◆ What you are asked to do
Records follow. Pull out every line that contains "InQueue".

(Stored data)
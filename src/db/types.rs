use serde::{Deserialize, Serialize};
use sqlx::Type;

/// Lifecycle of an evaluation. Variants are declared in the order an
/// evaluation moves through them, so `Ord` follows the calendar.
#[derive(
    Debug, Clone, Copy, PartialEq, Eq, PartialOrd, Ord, Hash, Serialize, Deserialize, Type,
)]
#[serde(rename_all = "snake_case")]
#[sqlx(type_name = "evaluationstate", rename_all = "snake_case")]
pub(crate) enum EvaluationState {
    InQueue,
    Active,
    Due,
    Closed,
    Viewable,
}

impl EvaluationState {
    pub(crate) const ALL: [EvaluationState; 5] =
        [Self::InQueue, Self::Active, Self::Due, Self::Closed, Self::Viewable];

    pub(crate) fn as_str(self) -> &'static str {
        match self {
            Self::InQueue => "in_queue",
            Self::Active => "active",
            Self::Due => "due",
            Self::Closed => "closed",
            Self::Viewable => "viewable",
        }
    }
}

#[derive(Debug, Clone, Copy, PartialEq, Eq, Serialize, Deserialize, Type)]
#[serde(rename_all = "lowercase")]
#[sqlx(type_name = "authcontrol", rename_all = "lowercase")]
pub(crate) enum AuthControl {
    Required,
    Anonymous,
}

#[derive(Debug, Clone, Copy, PartialEq, Eq, Serialize, Deserialize, Type)]
#[serde(rename_all = "lowercase")]
#[sqlx(type_name = "grouptype", rename_all = "lowercase")]
pub(crate) enum GroupType {
    Site,
    Section,
    Unknown,
}

#[derive(Debug, Clone, Copy, PartialEq, Eq, Hash, Serialize, Deserialize, Type)]
#[serde(rename_all = "snake_case")]
#[sqlx(type_name = "grouppermission", rename_all = "snake_case")]
pub(crate) enum GroupPermission {
    BeEvaluated,
    AssignEvaluation,
}

impl GroupPermission {
    pub(crate) fn as_str(self) -> &'static str {
        match self {
            Self::BeEvaluated => "be_evaluated",
            Self::AssignEvaluation => "assign_evaluation",
        }
    }
}
use std::io::Write;
use std::{fs, path::PathBuf};

use base64::engine::general_purpose::URL_SAFE_NO_PAD;
use base64::Engine;
use rand::rngs::OsRng;
use rand::RngCore;

use super::parsing::env_optional;

/// Reads the persisted signing key, creating it on first start.
///
/// A concurrent first start may race on file creation; the loser re-reads the
/// winner's key so every process signs with the same secret.
pub(super) fn load_or_create_secret_key() -> String {
    let path = secret_file_path();

    if let Some(existing) = read_key(&path) {
        return existing;
    }

    let new_key = generate_secret_key();

    if let Some(parent) = path.parent() {
        if let Err(err) = fs::create_dir_all(parent) {
            tracing::warn!(error = %err, path = %parent.display(), "Failed to create secret key directory");
        }
    }

    match fs::OpenOptions::new().write(true).create_new(true).open(&path) {
        Ok(mut file) => {
            #[cfg(unix)]
            {
                use std::os::unix::fs::PermissionsExt;

                if let Err(err) = file.set_permissions(fs::Permissions::from_mode(0o600)) {
                    tracing::warn!(error = %err, path = %path.display(), "Failed to restrict secret key file");
                }
            }

            if let Err(err) = file.write_all(new_key.as_bytes()) {
                tracing::warn!(error = %err, path = %path.display(), "Failed to write secret key file");
            }
            new_key
        }
        Err(err) if err.kind() == std::io::ErrorKind::AlreadyExists => {
            read_key(&path).unwrap_or(new_key)
        }
        Err(err) => {
            tracing::warn!(error = %err, path = %path.display(), "Failed to create secret key file");
            new_key
        }
    }
}

fn read_key(path: &PathBuf) -> Option<String> {
    let value = fs::read_to_string(path).ok()?;
    let trimmed = value.trim();
    (!trimmed.is_empty()).then(|| trimmed.to_string())
}

fn generate_secret_key() -> String {
    let mut bytes = [0u8; 64];
    OsRng.fill_bytes(&mut bytes);
    URL_SAFE_NO_PAD.encode(bytes)
}

fn secret_file_path() -> PathBuf {
    env_optional("EVAL_SECRET_KEY_FILE")
        .map(PathBuf::from)
        .unwrap_or_else(|| PathBuf::from(env!("CARGO_MANIFEST_DIR")).join(".secret_key"))
}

◆ Exercise answer
    InQueue,
        [Self::InQueue, Self::Active, Self::Due, Self::Closed, Self::Viewable];
            Self::InQueue => "in_queue",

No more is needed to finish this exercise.